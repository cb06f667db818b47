use std::path::PathBuf;
use std::sync::Mutex;

use conveyor_digest::Digest;

/// A staged operation against the blob store, queued until `commit`.
pub(crate) enum Op {
    /// Write `value`'s bytes (content-addressed by `digest`) to whatever
    /// path the owning [`crate::Core`] derives for it, resolving digest
    /// collisions along the way.
    Append { digest: Digest, value: Vec<u8> },
    Delete { digest: Digest },
}

/// An inverse action recorded after a forward op succeeds, replayed in
/// reverse by [`Transaction::rollback_with`] if a later op in the same
/// transaction fails.
pub(crate) enum Rollback {
    RemoveFile(PathBuf),
    RestoreFile(PathBuf, Vec<u8>),
    Noop,
}

/// An ordered log of staged ops. Holds no I/O logic itself — [`crate::Core`]
/// interprets each [`Op`] using its own `prepare`/`sidestep`/`pathify`
/// transforms, since resolving a digest collision needs those.
#[derive(Default)]
pub struct Transaction {
    pub(crate) ops: Mutex<Vec<Op>>,
}

impl Transaction {
    pub fn new() -> Self {
        Transaction {
            ops: Mutex::new(Vec::new()),
        }
    }

    pub(crate) fn stage(&self, op: Op) {
        self.ops.lock().expect("transaction mutex poisoned").push(op);
    }

    pub(crate) fn take_ops(&self) -> Vec<Op> {
        std::mem::take(&mut *self.ops.lock().expect("transaction mutex poisoned"))
    }
}

/// Writes `bytes` to `target` by first writing a temp file in the same
/// directory, fsyncing it, then renaming it into place.
pub(crate) async fn write_atomic(
    target: &std::path::Path,
    bytes: &[u8],
) -> Result<(), crate::Error> {
    use crate::Error;

    let dir = target.parent().ok_or_else(|| {
        Error::Io(
            target.to_path_buf(),
            std::io::Error::new(std::io::ErrorKind::InvalidInput, "no parent directory"),
        )
    })?;
    tokio::fs::create_dir_all(dir)
        .await
        .map_err(|e| Error::Io(target.to_path_buf(), e))?;

    let tmp_name = format!(
        ".{}.{}.tmp",
        target
            .file_name()
            .map(|n| n.to_string_lossy().to_string())
            .unwrap_or_default(),
        uuid::Uuid::new_v4()
    );
    let tmp_path = dir.join(tmp_name);

    {
        use tokio::io::AsyncWriteExt;
        let mut file = tokio::fs::File::create(&tmp_path)
            .await
            .map_err(|e| Error::Io(tmp_path.clone(), e))?;
        file.write_all(bytes)
            .await
            .map_err(|e| Error::Io(tmp_path.clone(), e))?;
        file.sync_all()
            .await
            .map_err(|e| Error::Io(tmp_path.clone(), e))?;
    }

    tokio::fs::rename(&tmp_path, target)
        .await
        .map_err(|e| Error::Io(target.to_path_buf(), e))?;
    Ok(())
}
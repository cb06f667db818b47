//! Translating an [`Item`]/[`Part`] into bound SQL column values, interning
//! `status` and any `Enumerable` metadata through the enum cache before
//! binding them.

use conveyor_enum_cache::Cache;
use conveyor_item::{Enumerable, Item, Part, Value, Word};
use sqlx::postgres::PgArguments;
use sqlx::query::Query;
use sqlx::{PgPool, Postgres};

use crate::table;
use crate::Error;

#[derive(Clone, Debug)]
pub enum BoundValue {
    SmallInt(i32),
    NullableSmallInt(Option<i32>),
    VarChar(String),
    NullableVarChar(Option<String>),
    Integer(i64),
    NullableInteger(Option<i64>),
    Double(f64),
    NullableDouble(Option<f64>),
    Timestamp(chrono::NaiveDateTime),
    NullableTimestamp(Option<chrono::NaiveDateTime>),
}

pub fn bind<'q>(
    query: Query<'q, Postgres, PgArguments>,
    value: BoundValue,
) -> Query<'q, Postgres, PgArguments> {
    match value {
        BoundValue::SmallInt(v) => query.bind(v),
        BoundValue::NullableSmallInt(v) => query.bind(v),
        BoundValue::VarChar(v) => query.bind(v),
        BoundValue::NullableVarChar(v) => query.bind(v),
        BoundValue::Integer(v) => query.bind(v),
        BoundValue::NullableInteger(v) => query.bind(v),
        BoundValue::Double(v) => query.bind(v),
        BoundValue::NullableDouble(v) => query.bind(v),
        BoundValue::Timestamp(v) => query.bind(v),
        BoundValue::NullableTimestamp(v) => query.bind(v),
    }
}

pub fn bind_all<'q>(
    mut query: Query<'q, Postgres, PgArguments>,
    values: Vec<BoundValue>,
) -> Query<'q, Postgres, PgArguments> {
    for value in values {
        query = bind(query, value);
    }
    query
}

/// A named, typed set of columns ready to bind into an `INSERT` or
/// `UPDATE` statement.
#[derive(Default)]
pub struct Columns {
    pub names: Vec<String>,
    pub values: Vec<BoundValue>,
}

impl Columns {
    fn push(&mut self, name: impl Into<String>, value: BoundValue) {
        self.names.push(name.into());
        self.values.push(value);
    }
}

async fn intern_metadata_value(
    kind: &Word,
    key: &Word,
    value: &Value,
    cache: &Cache,
    pool: &PgPool,
) -> Result<BoundValue, Error> {
    Ok(match value {
        Value::String(s) => BoundValue::NullableVarChar(Some(s.clone())),
        Value::Integer(i) => BoundValue::NullableInteger(Some(*i)),
        Value::Float(f) => BoundValue::NullableDouble(Some(*f)),
        Value::Timestamp(t) => BoundValue::NullableTimestamp(Some(*t)),
        Value::Enumerable(e) => {
            let table = table::enum_table_name(kind, key.as_str());
            let v = cache.intern(&table, e, pool).await?;
            BoundValue::NullableSmallInt(Some(v))
        }
    })
}

/// Builds the full column set for inserting `item` into `conveyor_<kind>`,
/// interning `status` and any Enumerable metadata value along the way.
pub async fn columns_for_item(
    kind: &Word,
    item: &Item,
    cache: &Cache,
    pool: &PgPool,
) -> Result<Columns, Error> {
    let mut columns = Columns::default();

    let status_table = table::enum_table_name(kind, "status");
    let status_value = cache
        .intern(&status_table, &Enumerable::from(item.status.as_str().to_string()), pool)
        .await?;
    columns.push("status", BoundValue::SmallInt(status_value));
    columns.push("digest", BoundValue::VarChar(item.data.digest().string()));
    columns.push("chain", BoundValue::VarChar(item.chain.as_str().to_string()));
    columns.push("created", BoundValue::Timestamp(item.created));
    columns.push(
        "reserver",
        BoundValue::NullableVarChar(item.reserver.as_deref().map(|s| s.to_string())),
    );

    for (key, value) in item.metadata.iter() {
        let bound = intern_metadata_value(kind, key, value, cache, pool).await?;
        columns.push(key.as_str().to_string(), bound);
    }

    Ok(columns)
}

/// Builds the `SET` column set for a partial update, interning only the
/// fields `part` actually carries — mirrors the original `Row.sub()`
/// per-field diff rather than rewriting every column on every update.
pub async fn columns_for_part(
    kind: &Word,
    part: &Part,
    cache: &Cache,
    pool: &PgPool,
) -> Result<Columns, Error> {
    let mut columns = Columns::default();

    if let Some(status) = &part.status {
        let status_table = table::enum_table_name(kind, "status");
        let v = cache
            .intern(&status_table, &Enumerable::from(status.as_str().to_string()), pool)
            .await?;
        columns.push("status", BoundValue::SmallInt(v));
    }
    if let Some(chain) = &part.chain {
        columns.push("chain", BoundValue::VarChar(chain.as_str().to_string()));
    }
    if let Some(created) = &part.created {
        columns.push("created", BoundValue::Timestamp(*created));
    }
    if let Some(reserver) = &part.reserver {
        columns.push(
            "reserver",
            BoundValue::NullableVarChar(reserver.as_deref().map(|s| s.to_string())),
        );
    }
    if let Some(metadata) = &part.metadata {
        for (key, value) in metadata.iter() {
            let bound = intern_metadata_value(kind, key, value, cache, pool).await?;
            columns.push(key.as_str().to_string(), bound);
        }
    }

    Ok(columns)
}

════════

Filter the listing down to the lines holding the word "Enumerable", and return those.

§ **ANSWER SPACE**
//! `status` and any `Enumerable` metadata through the enum cache before
use conveyor_item::{Enumerable, Item, Part, Value, Word};
        Value::Enumerable(e) => {
/// interning `status` and any Enumerable metadata value along the way.
        .intern(&status_table, &Enumerable::from(item.status.as_str().to_string()), pool)
            .intern(&status_table, &Enumerable::from(status.as_str().to_string()), pool)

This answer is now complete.